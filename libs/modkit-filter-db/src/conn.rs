//! Database connection wrapper whose every retrieval path is filtered.
//!
//! Repositories receive a `FilteredConn` and a unit of work's
//! [`UnitOfWorkFilterState`] instead of a raw `DatabaseConnection`:
//!
//! ```rust,ignore
//! pub struct PeopleRepo<'a> {
//!     db: &'a FilteredConn,
//! }
//!
//! impl PeopleRepo<'_> {
//!     pub async fn list(
//!         &self,
//!         state: &UnitOfWorkFilterState,
//!     ) -> Result<Vec<person::Model>, FilterDbError> {
//!         self.db.find::<person::Entity>(state)?.all(self.db.conn()).await
//!     }
//!
//!     pub async fn list_with_deleted(
//!         &self,
//!         state: &mut UnitOfWorkFilterState,
//!     ) -> Result<Vec<person::Model>, FilterDbError> {
//!         let guard = state.disable([builtin::SOFT_DELETE])?;
//!         self.db.find::<person::Entity>(&guard)?.all(self.db.conn()).await
//!     }
//! }
//! ```

use std::sync::Arc;

use modkit_filter::{Capability, FilterRegistry, QueryInterceptor, UnitOfWorkFilterState, fields};
use modkit_security::SessionProvider;
use sea_orm::{
    ColumnTrait, Condition, DatabaseConnection, ModelTrait, QueryFilter, Related,
    sea_query::Expr,
};

use crate::cond::build_filter_condition;
use crate::entity::FilterableColumns;
use crate::error::FilterDbError;
use crate::select::{Filtered, FilteredEntityExt, FilteredSelect};

/// Filtered database connection wrapper.
///
/// Holds the connection and the frozen filter registry. Queries take the
/// unit of work's state per call, so one `FilteredConn` serves any number of
/// concurrent units of work.
#[derive(Clone)]
pub struct FilteredConn {
    conn: DatabaseConnection,
    registry: Arc<FilterRegistry>,
}

impl FilteredConn {
    #[must_use]
    pub fn new(conn: DatabaseConnection, registry: Arc<FilterRegistry>) -> Self {
        Self { conn, registry }
    }

    /// Underlying connection, for executing queries built through this wrapper.
    ///
    /// Queries built directly on it bypass the data filters.
    #[must_use]
    pub fn conn(&self) -> &DatabaseConnection {
        &self.conn
    }

    #[must_use]
    pub fn registry(&self) -> &Arc<FilterRegistry> {
        &self.registry
    }

    /// Start a unit of work for `session`.
    ///
    /// # Errors
    /// Returns `FilterDbError::Filter` if the registry is not frozen.
    pub fn begin(
        &self,
        session: &dyn SessionProvider,
    ) -> Result<UnitOfWorkFilterState, FilterDbError> {
        Ok(UnitOfWorkFilterState::begin(Arc::clone(&self.registry), session)?)
    }

    /// Filtered select over all rows of `E`.
    ///
    /// # Errors
    /// Returns binding or column-mapping errors from the filters.
    #[allow(clippy::unused_self)] // Keep fluent &FilteredConn API even when method only delegates
    pub fn find<E>(
        &self,
        state: &UnitOfWorkFilterState,
    ) -> Result<FilteredSelect<E, Filtered>, FilterDbError>
    where
        E: FilterableColumns,
        E::Column: ColumnTrait + Copy,
    {
        E::find().filtered().with_filters(state)
    }

    /// Filtered select for the row with identifier `id`.
    ///
    /// A row hidden by an enabled filter is not found.
    ///
    /// # Errors
    /// Returns `FilterDbError::Invalid` if `E` has no id column, or the errors
    /// of [`find`](Self::find).
    pub fn find_by_id<E>(
        &self,
        state: &UnitOfWorkFilterState,
        id: impl Into<sea_orm::Value>,
    ) -> Result<FilteredSelect<E, Filtered>, FilterDbError>
    where
        E: FilterableColumns,
        E::Column: ColumnTrait + Copy,
    {
        let cond = id_condition::<E>(id, "Entity must have an id_col to use find_by_id()")?;
        Ok(self.find::<E>(state)?.filter(cond))
    }

    /// Number of rows of `E` visible in this unit of work.
    ///
    /// # Errors
    /// Returns filter errors or `FilterDbError::Db`.
    pub async fn count<E>(&self, state: &UnitOfWorkFilterState) -> Result<u64, FilterDbError>
    where
        E: FilterableColumns,
        E::Column: ColumnTrait + Copy,
        E::Model: sea_orm::FromQueryResult + Send + Sync,
    {
        self.find::<E>(state)?.count(&self.conn).await
    }

    /// Navigate from `model` to its related `R` rows, filtered for `R`.
    ///
    /// # Errors
    /// Returns binding or column-mapping errors from `R`'s filters.
    #[allow(clippy::unused_self)] // Same shape as the other retrieval paths
    pub fn find_related<M, R>(
        &self,
        state: &UnitOfWorkFilterState,
        model: &M,
    ) -> Result<FilteredSelect<R, Filtered>, FilterDbError>
    where
        M: ModelTrait,
        M::Entity: Related<R>,
        R: FilterableColumns,
        R::Column: ColumnTrait + Copy,
    {
        model
            .find_related(R::default())
            .filtered()
            .with_filters(state)
    }

    /// Mark the row with identifier `id` as deleted instead of removing it.
    ///
    /// The update is restricted by the filters enabled in `state`, so a row
    /// this unit of work cannot see (including one already soft-deleted
    /// while the soft-delete filter is on) is left alone.
    ///
    /// Returns `true` if a row was marked.
    ///
    /// # Errors
    /// - `FilterDbError::NotSoftDeletable` if `E` lacks the soft-deletable capability
    /// - `FilterDbError::Invalid` if `E` has no id column
    /// - `FilterDbError::Db` if the update fails
    pub async fn soft_delete_by_id<E>(
        &self,
        state: &UnitOfWorkFilterState,
        id: impl Into<sea_orm::Value>,
    ) -> Result<bool, FilterDbError>
    where
        E: FilterableColumns,
        E::Column: ColumnTrait + Copy,
    {
        let cond = id_condition::<E>(id, "Entity must have an id_col to use soft_delete_by_id()")?;
        Ok(self.soft_delete_many::<E>(state, cond).await? > 0)
    }

    /// Mark every visible row matching `condition` as deleted.
    ///
    /// Returns the number of rows marked.
    ///
    /// # Errors
    /// Same as [`soft_delete_by_id`](Self::soft_delete_by_id).
    pub async fn soft_delete_many<E>(
        &self,
        state: &UnitOfWorkFilterState,
        condition: Condition,
    ) -> Result<u64, FilterDbError>
    where
        E: FilterableColumns,
        E::Column: ColumnTrait + Copy,
    {
        if !E::declares(Capability::SOFT_DELETABLE) {
            return Err(FilterDbError::NotSoftDeletable(E::NAME));
        }
        let flag = E::column(fields::IS_DELETED).ok_or(FilterDbError::UnmappedField {
            entity: E::NAME,
            field: fields::IS_DELETED,
        })?;

        let mut update = E::update_many()
            .col_expr(flag, Expr::value(true))
            .filter(condition);
        if let Some(predicate) = QueryInterceptor::combined_predicate::<E>(state)? {
            update = update.filter(build_filter_condition::<E>(&predicate)?);
        }

        let result = update.exec(&self.conn).await?;
        tracing::debug!(
            entity = E::NAME,
            rows_affected = result.rows_affected,
            "Soft-deleted rows"
        );
        Ok(result.rows_affected)
    }
}

fn id_condition<E>(
    id: impl Into<sea_orm::Value>,
    missing: &'static str,
) -> Result<Condition, FilterDbError>
where
    E: FilterableColumns,
    E::Column: ColumnTrait + Copy,
{
    let id_col = E::id_col().ok_or(FilterDbError::Invalid(missing))?;
    Ok(Condition::all().add(Expr::col((E::default(), id_col)).eq(id.into())))
}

_ _ _

The task: In the records above, locate the lines holding the word "struct". Copy each of them.

Answer box:
//! pub struct PeopleRepo<'a> {
pub struct FilteredConn {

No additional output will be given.